Purpose of review: Primary HIV-1 infection is usually initiated by viruses with an exclusive affinity for the C-C chemokine receptor type 5 (CCR5) coreceptor. Viral variants that are also able to bind the C-X-C chemokine receptor type 4 (CXCR4) coreceptor arise during the course of the disease in about 50% of the infected individuals and their emergence is associated with a faster disease progression. In this article we provide a historical overview of the events that led to the discovery of the relationship between viral phenotype, coreceptor tropism and pathogenesis.

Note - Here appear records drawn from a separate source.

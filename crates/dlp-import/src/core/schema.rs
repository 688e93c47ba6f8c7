//! Source table and column metadata.
//!
//! Column types are normalized into [`SourceType`] at discovery time so the
//! extractor and projector never have to parse driver type strings.

use serde::{Deserialize, Serialize};

/// Normalized source column type.
#[derive(Debug, Clone, PartialEq, Eq, Hash, Serialize, Deserialize)]
#[serde(rename_all = "snake_case")]
pub enum SourceType {
    Bool,
    I16,
    I32,
    I64,
    F32,
    F64,
    Decimal,
    Text,
    Bytes,
    Uuid,
    Date,
    Time,
    DateTime,
    DateTimeOffset,
    Json,
    /// A type the extractor cannot read; carries the driver's type name.
    Unsupported(String),
}

impl SourceType {
    /// Map a PostgreSQL `udt_name` to a normalized type.
    pub fn from_pg(udt_name: &str) -> Self {
        match udt_name.to_lowercase().as_str() {
            "bool" | "boolean" => SourceType::Bool,
            "int2" | "smallint" => SourceType::I16,
            "int4" | "integer" | "int" => SourceType::I32,
            "int8" | "bigint" => SourceType::I64,
            "float4" | "real" => SourceType::F32,
            "float8" | "double precision" => SourceType::F64,
            "numeric" | "decimal" => SourceType::Decimal,
            "text" | "varchar" | "bpchar" | "char" | "name" | "citext" => SourceType::Text,
            "bytea" => SourceType::Bytes,
            "uuid" => SourceType::Uuid,
            "date" => SourceType::Date,
            "time" => SourceType::Time,
            "timestamp" => SourceType::DateTime,
            "timestamptz" => SourceType::DateTimeOffset,
            "json" | "jsonb" => SourceType::Json,
            other => SourceType::Unsupported(other.to_string()),
        }
    }

    pub fn is_supported(&self) -> bool {
        !matches!(self, SourceType::Unsupported(_))
    }

    /// Whether the type can be used for stable primary-key ordering.
    pub fn is_orderable(&self) -> bool {
        matches!(
            self,
            SourceType::I16
                | SourceType::I32
                | SourceType::I64
                | SourceType::Decimal
                | SourceType::Text
                | SourceType::Uuid
                | SourceType::Date
                | SourceType::DateTime
                | SourceType::DateTimeOffset
        )
    }
}

/// Column metadata.
#[derive(Debug, Clone, Serialize, Deserialize)]
pub struct Column {
    /// Column name.
    pub name: String,

    /// Normalized data type.
    pub data_type: SourceType,

    /// Whether the column is nullable.
    pub is_nullable: bool,

    /// Ordinal position (1-based).
    pub ordinal_pos: i32,
}

impl Column {
    pub fn new(name: impl Into<String>, data_type: SourceType, ordinal_pos: i32) -> Self {
        Self {
            name: name.into(),
            data_type,
            is_nullable: true,
            ordinal_pos,
        }
    }

    pub fn not_null(mut self) -> Self {
        self.is_nullable = false;
        self
    }
}

/// Source table metadata.
#[derive(Debug, Clone, Serialize, Deserialize)]
pub struct Table {
    /// Source schema name.
    pub schema: String,

    /// Table name.
    pub name: String,

    /// Column definitions in ordinal order.
    pub columns: Vec<Column>,

    /// Primary key column names in key order.
    pub primary_key: Vec<String>,

    /// Approximate row count.
    pub row_count: i64,
}

impl Table {
    /// Get the fully qualified source table name.
    pub fn full_name(&self) -> String {
        format!("{}.{}", self.schema, self.name)
    }

    /// Check if the table has a primary key.
    pub fn has_pk(&self) -> bool {
        !self.primary_key.is_empty()
    }

    /// Find a column by name (case-insensitive).
    pub fn column(&self, name: &str) -> Option<&Column> {
        self.columns
            .iter()
            .find(|c| c.name.eq_ignore_ascii_case(name))
    }

    /// Column names in ordinal order.
    pub fn column_names(&self) -> Vec<String> {
        self.columns.iter().map(|c| c.name.clone()).collect()
    }

    /// Columns whose type the extractor cannot read.
    pub fn unsupported_columns(&self) -> Vec<&Column> {
        self.columns
            .iter()
            .filter(|c| !c.data_type.is_supported())
            .collect()
    }
}

#[cfg(test)]
mod tests {
    use super::*;

    fn customers() -> Table {
        Table {
            schema: "public".into(),
            name: "customers".into(),
            columns: vec![
                Column::new("id", SourceType::I64, 1).not_null(),
                Column::new("name", SourceType::Text, 2),
                Column::new("shape", SourceType::from_pg("geometry"), 3),
            ],
            primary_key: vec!["id".into()],
            row_count: 10,
        }
    }

    #[test]
    fn test_pg_type_mapping() {
        assert_eq!(SourceType::from_pg("int8"), SourceType::I64);
        assert_eq!(SourceType::from_pg("VARCHAR"), SourceType::Text);
        assert_eq!(SourceType::from_pg("timestamptz"), SourceType::DateTimeOffset);
        assert_eq!(
            SourceType::from_pg("tsvector"),
            SourceType::Unsupported("tsvector".into())
        );
    }

    #[test]
    fn test_table_helpers() {
        let table = customers();
        assert_eq!(table.full_name(), "public.customers");
        assert!(table.has_pk());
        assert!(table.column("NAME").is_some());
        assert_eq!(table.unsupported_columns().len(), 1);
        assert_eq!(table.column_names(), vec!["id", "name", "shape"]);
    }

    #[test]
    fn test_orderable_types() {
        assert!(SourceType::I32.is_orderable());
        assert!(SourceType::Text.is_orderable());
        assert!(!SourceType::F64.is_orderable());
        assert!(!SourceType::Bytes.is_orderable());
    }
}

Recent findings: The prevalence of CCR5 and CXCR4-using viruses differs from study to study, but overall percentages of CXCR4 use fluctuate between 2.0 and 63.0%. The association between coreceptor use and disease stage is recognized, with the lowest X4 prevalence in seroconverters and the highest in the final stage of the disease. Up to date there are insufficient arguments to support an impact of coreceptor tropism on response to combined antiretroviral therapy (cART) or an impact of cART on coreceptor tropism evolution.
Summary: This review provides an overview of available data on coreceptor use in the different stages of the HIV-1 infection process. Although it is clear that CXCR4-using viruses emerge during the course of infection, the driving forces and mechanisms behind coreceptor switch remain largely unknown.